Scott Tobias of Vulture gave the episode a 4 star rating out of 5 and wrote, "The Righteous Gemstones is a show about American grifters, converting faith into cash through grotesque Sunday spectacles and an array of branded revenue streams, all in service of a family that amasses sins like miles on their private jets. Yet it's also a show about redemption, with characters who occasionally show the humility to confess wrongdoing and seek amends from those that they've wronged. While it would be fair to say that the Gemstones are too quick to forgive themselves, they also believe in what they're selling on stage." Breeze Riley of Telltale TV gave the episode a 4 star rating out of 5 and wrote, "Without a doubt, this season of The Righteous Gemstones belongs to John Goodman's Eli Gemstone. Even when Eli was laid up in the hospital, he was at the center of the plot."

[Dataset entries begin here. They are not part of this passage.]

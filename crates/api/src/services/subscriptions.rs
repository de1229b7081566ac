//! Monthly supplement subscriptions.
//!
//! A subscription is bought for the plan recommended by the user's fitness
//! profile and charged to a saved card. Each successful charge, the first one
//! included, writes an order tagged with the subscription. Renewals that fail
//! three times in a row pause the subscription until the user resumes it.

use chrono::{Months, NaiveDate, Utc};
use rust_decimal::Decimal;
use sqlx::PgPool;
use tracing::{error, info, instrument, warn};
use uuid::Uuid;

use befit_core::fitness::plan_from_attributes;
use befit_core::order::OrderTotals;
use befit_core::{
    OrderStatus, PaymentMethodId, PaymentStatus, SubscriptionId, SubscriptionPlanId,
    SubscriptionStatus, UserId,
};

use crate::db::orders::{self, NewOrder};
use crate::db::subscriptions::{self, NewSubscription};
use crate::db::{
    FitnessProfileRepository, OrderRepository, RepositoryError, SubscriptionRepository,
    notifications, payment_methods,
};
use crate::error::AppError;
use crate::models::{
    PaymentMethod, RenewalReport, Subscription, SubscriptionHistory, SubscriptionSummary,
};
use crate::payments::{ChargeOutcome, PaymentGateways};

/// Consecutive failed renewals after which a subscription is paused.
pub const PAUSE_AFTER_FAILURES: i32 = 3;

/// Subscription service.
pub struct SubscriptionService<'a> {
    pool: &'a PgPool,
    payments: &'a PaymentGateways,
}

impl<'a> SubscriptionService<'a> {
    #[must_use]
    pub const fn new(pool: &'a PgPool, payments: &'a PaymentGateways) -> Self {
        Self { pool, payments }
    }

    /// Subscribe to the recommended plan and pay the first month.
    ///
    /// # Errors
    ///
    /// - `AppError::BadRequest` without a fitness profile or recommended plan, or
    ///   for a non-card payment method
    /// - `AppError::NotFound` for an unknown payment method or plan
    /// - `AppError::Conflict` when a live subscription exists
    /// - `AppError::PaymentRequired` when the card is declined
    #[instrument(skip(self))]
    pub async fn create(
        &self,
        user_id: UserId,
        payment_method_id: PaymentMethodId,
        today: NaiveDate,
    ) -> Result<Subscription, AppError> {
        let repo = SubscriptionRepository::new(self.pool);
        if repo.live_for_user(user_id).await?.is_some() {
            return Err(AppError::Conflict(
                "You already have an active subscription".to_string(),
            ));
        }

        let profile = FitnessProfileRepository::new(self.pool)
            .get_for_user(user_id)
            .await?
            .ok_or_else(|| {
                AppError::BadRequest(
                    "Complete your fitness profile before subscribing".to_string(),
                )
            })?;
        let plan_name = plan_from_attributes(&profile.attributes).ok_or_else(|| {
            AppError::BadRequest("Your fitness profile has no recommended plan".to_string())
        })?;
        let plan = repo
            .plan_by_name(plan_name)
            .await?
            .ok_or_else(|| AppError::NotFound(format!("Subscription plan {plan_name} not found")))?;

        let mut tx = self.pool.begin().await?;
        let method = owned_card(&mut tx, user_id, payment_method_id).await?;

        let key = create_key(user_id, plan.id);
        let description = format!("BeFit {} subscription", plan.name);
        let (order_status, payment_status, reference) =
            match self.payments.charge(&method, plan.price, &description, &key).await? {
                ChargeOutcome::Paid { reference } => {
                    (OrderStatus::Paid, PaymentStatus::Paid, reference)
                }
                ChargeOutcome::Pending { reference } => {
                    (OrderStatus::Pending, PaymentStatus::Pending, reference)
                }
                ChargeOutcome::Declined { reason } => {
                    info!(%user_id, %reason, "Subscription payment declined");
                    return Err(AppError::PaymentRequired(format!(
                        "Payment declined: {reason}"
                    )));
                }
            };

        let stored_reference = reference.to_string();
        let new_subscription = NewSubscription {
            user_id,
            profile_id: profile.id,
            plan_id: plan.id,
            payment_method_id: method.id,
            start_date: today,
            next_delivery_date: next_month(today),
            price: plan.price,
        };
        let payment = RecordedPayment {
            order_status,
            payment_status,
            payment_method_id: Some(method.id),
            reference: &stored_reference,
        };
        let written =
            match record_subscription(&mut tx, &new_subscription, &plan.name, &payment).await {
                Ok(subscription) => tx
                    .commit()
                    .await
                    .map(|()| subscription)
                    .map_err(AppError::from),
                Err(e) => Err(e),
            };
        let subscription = match written {
            Ok(subscription) => subscription,
            Err(e) => {
                self.refund_after_failure(&stored_reference).await;
                return Err(e);
            }
        };

        info!(subscription_id = %subscription.id, plan = %plan.name, "Subscription created");
        Ok(subscription)
    }

    /// The caller's active or paused subscription.
    ///
    /// # Errors
    ///
    /// Returns `AppError::NotFound` when there is none.
    pub async fn mine(&self, user_id: UserId) -> Result<Subscription, AppError> {
        SubscriptionRepository::new(self.pool)
            .live_for_user(user_id)
            .await?
            .ok_or_else(no_subscription)
    }

    /// Short status for dashboards; `is_active` is false without a live subscription.
    ///
    /// # Errors
    ///
    /// Returns `AppError::Database` if a query fails.
    pub async fn summary(&self, user_id: UserId) -> Result<SubscriptionSummary, AppError> {
        let repo = SubscriptionRepository::new(self.pool);
        let Some(subscription) = repo.live_for_user(user_id).await? else {
            return Ok(SubscriptionSummary::none());
        };
        let plan = repo.plan(subscription.plan_id).await?;

        Ok(SubscriptionSummary {
            is_active: subscription.subscription_status == SubscriptionStatus::Active,
            status: Some(subscription.subscription_status),
            plan_name: plan.map(|plan| plan.name),
            price: Some(subscription.price),
            next_delivery_date: Some(subscription.next_delivery_date),
            auto_renew: Some(subscription.auto_renew),
        })
    }

    /// Pause an active subscription.
    ///
    /// # Errors
    ///
    /// Returns `AppError::NotFound` without a subscription and
    /// `AppError::BadRequest` if it is not active.
    #[instrument(skip(self))]
    pub async fn pause(&self, user_id: UserId) -> Result<Subscription, AppError> {
        self.require_status(
            user_id,
            SubscriptionStatus::Active,
            "Only active subscriptions can be paused",
        )
        .await?;
        let subscription = SubscriptionRepository::new(self.pool).pause(user_id).await?;
        info!(subscription_id = %subscription.id, "Subscription paused");
        Ok(subscription)
    }

    /// Resume a paused subscription, clearing failed attempts.
    ///
    /// # Errors
    ///
    /// Returns `AppError::NotFound` without a subscription and
    /// `AppError::BadRequest` if it is not paused.
    #[instrument(skip(self))]
    pub async fn resume(
        &self,
        user_id: UserId,
        today: NaiveDate,
    ) -> Result<Subscription, AppError> {
        self.require_status(
            user_id,
            SubscriptionStatus::Paused,
            "Only paused subscriptions can be resumed",
        )
        .await?;
        let subscription = SubscriptionRepository::new(self.pool)
            .resume(user_id, today)
            .await?;
        info!(subscription_id = %subscription.id, "Subscription resumed");
        Ok(subscription)
    }

    /// Cancel for good.
    ///
    /// # Errors
    ///
    /// Returns `AppError::NotFound` without a live subscription.
    #[instrument(skip(self))]
    pub async fn cancel(
        &self,
        user_id: UserId,
        today: NaiveDate,
    ) -> Result<Subscription, AppError> {
        let subscription = SubscriptionRepository::new(self.pool)
            .cancel(user_id, today)
            .await
            .map_err(not_found_as_no_subscription)?;
        info!(subscription_id = %subscription.id, "Subscription cancelled");
        Ok(subscription)
    }

    /// Bill future renewals to another of the caller's cards.
    ///
    /// # Errors
    ///
    /// Returns `AppError::NotFound` for unknown methods or without a live
    /// subscription, `AppError::BadRequest` for non-card methods.
    #[instrument(skip(self))]
    pub async fn change_payment_method(
        &self,
        user_id: UserId,
        payment_method_id: PaymentMethodId,
    ) -> Result<Subscription, AppError> {
        let mut conn = self.pool.acquire().await?;
        owned_card(&mut conn, user_id, payment_method_id).await?;
        drop(conn);

        Ok(SubscriptionRepository::new(self.pool)
            .change_payment_method(user_id, payment_method_id)
            .await
            .map_err(not_found_as_no_subscription)?)
    }

    /// Orders billed to the caller's subscriptions.
    ///
    /// # Errors
    ///
    /// Returns `AppError::Database` if the query fails.
    pub async fn history(&self, user_id: UserId) -> Result<SubscriptionHistory, AppError> {
        let orders = OrderRepository::new(self.pool)
            .list_subscription_orders(user_id)
            .await?;
        let total_spent = orders
            .iter()
            .filter(|order| order.payment_status == PaymentStatus::Paid)
            .map(|order| order.total_amount)
            .sum();

        Ok(SubscriptionHistory {
            total_orders: orders.len(),
            total_spent,
            orders,
        })
    }

    /// Charge every subscription due on or before `today`.
    ///
    /// Each subscription is handled in its own transaction; rows another worker
    /// holds are skipped.
    ///
    /// # Errors
    ///
    /// Returns `AppError::Database` if the due list cannot be read.
    #[instrument(skip(self))]
    pub async fn renew_due(&self, today: NaiveDate) -> Result<RenewalReport, AppError> {
        let due = SubscriptionRepository::new(self.pool)
            .due_for_renewal(today)
            .await?;
        let mut report = RenewalReport::default();

        for id in due {
            match self.renew_one(id, today).await {
                Ok(Some(Renewal::Renewed)) => {
                    report.processed += 1;
                    report.renewed += 1;
                }
                Ok(Some(Renewal::Failed { paused })) => {
                    report.processed += 1;
                    report.failed += 1;
                    if paused {
                        report.paused += 1;
                    }
                }
                Ok(None) => {}
                Err(e) => error!(error = %e, subscription_id = %id, "Subscription renewal failed"),
            }
        }

        info!(
            processed = report.processed,
            renewed = report.renewed,
            failed = report.failed,
            paused = report.paused,
            "Subscription renewal run finished"
        );
        Ok(report)
    }

    async fn renew_one(
        &self,
        id: SubscriptionId,
        today: NaiveDate,
    ) -> Result<Option<Renewal>, AppError> {
        let mut tx = self.pool.begin().await?;
        let Some(subscription) = subscriptions::lock_due(&mut tx, id, today).await? else {
            return Ok(None);
        };

        let method = match subscription.payment_method_id {
            Some(method_id) => {
                payment_methods::get_owned(&mut tx, subscription.user_id, method_id).await?
            }
            None => None,
        };
        let outcome = match &method {
            Some(method) => {
                let key = renewal_key(&subscription);
                self.payments
                    .charge(method, subscription.price, "BeFit subscription renewal", &key)
                    .await?
            }
            None => ChargeOutcome::Declined {
                reason: "No payment method on file".to_string(),
            },
        };

        let (order_status, payment_status, reference) = match outcome {
            ChargeOutcome::Paid { reference } => {
                (OrderStatus::Paid, PaymentStatus::Paid, reference)
            }
            ChargeOutcome::Pending { reference } => {
                (OrderStatus::Pending, PaymentStatus::Pending, reference)
            }
            ChargeOutcome::Declined { reason } => {
                let status =
                    subscriptions::record_failure(&mut tx, id, PAUSE_AFTER_FAILURES).await?;
                let paused = status == SubscriptionStatus::Paused;
                let message = if paused {
                    format!(
                        "The renewal payment failed ({reason}). Your subscription was paused; \
                         update your payment method and resume it."
                    )
                } else {
                    format!("The renewal payment failed ({reason}). We will retry soon.")
                };
                notifications::notify(&mut *tx, subscription.user_id, "Payment failed", &message)
                    .await?;
                tx.commit().await?;
                warn!(subscription_id = %id, %reason, paused, "Subscription renewal declined");
                return Ok(Some(Renewal::Failed { paused }));
            }
        };

        let stored_reference = reference.to_string();
        let payment = RecordedPayment {
            order_status,
            payment_status,
            payment_method_id: method.as_ref().map(|m| m.id),
            reference: &stored_reference,
        };
        let written = match record_renewal(&mut tx, &subscription, today, &payment).await {
            Ok(()) => tx.commit().await.map_err(AppError::from),
            Err(e) => Err(e),
        };
        if let Err(e) = written {
            self.refund_after_failure(&stored_reference).await;
            return Err(e);
        }
        Ok(Some(Renewal::Renewed))
    }

    async fn refund_after_failure(&self, stored_reference: &str) {
        match self.payments.refund(stored_reference).await {
            Ok(()) => warn!(
                reference = stored_reference,
                "Subscription write failed, charge refunded"
            ),
            Err(e) => error!(
                error = %e,
                reference = stored_reference,
                "Subscription write failed and the refund did not go through"
            ),
        }
    }

    async fn require_status(
        &self,
        user_id: UserId,
        expected: SubscriptionStatus,
        message: &str,
    ) -> Result<(), AppError> {
        let subscription = self.mine(user_id).await?;
        if subscription.subscription_status != expected {
            return Err(AppError::BadRequest(message.to_string()));
        }
        Ok(())
    }
}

Dylan Roth of The New York Observer wrote, "All season on The Righteous Gemstones the family has been learning hard lessons and confronting their own selfishness and immaturity. This week's episode, 'The Prayer of a Righteous Man', feels like graduation day, not just for the younger Gemstones but for patriarch Eli and Uncle Baby Billy, who each confront the sins of their past." James Preston Poole of Full Circle Cinema gave the episode a perfect 10 out of 10 rating and wrote, "'The Prayer of a Righteous Man' is as strong a case as any for creators Danny McBride and Jody Hill as genuine television auteurs. They've been honing their craft with several collaborations, working this series up into something bigger than only a comedy. The Righteous Gemstones has a level of control with character works, gags, action, drama, and even a tinge of horror and profundity that makes it the most exciting show of this era of television."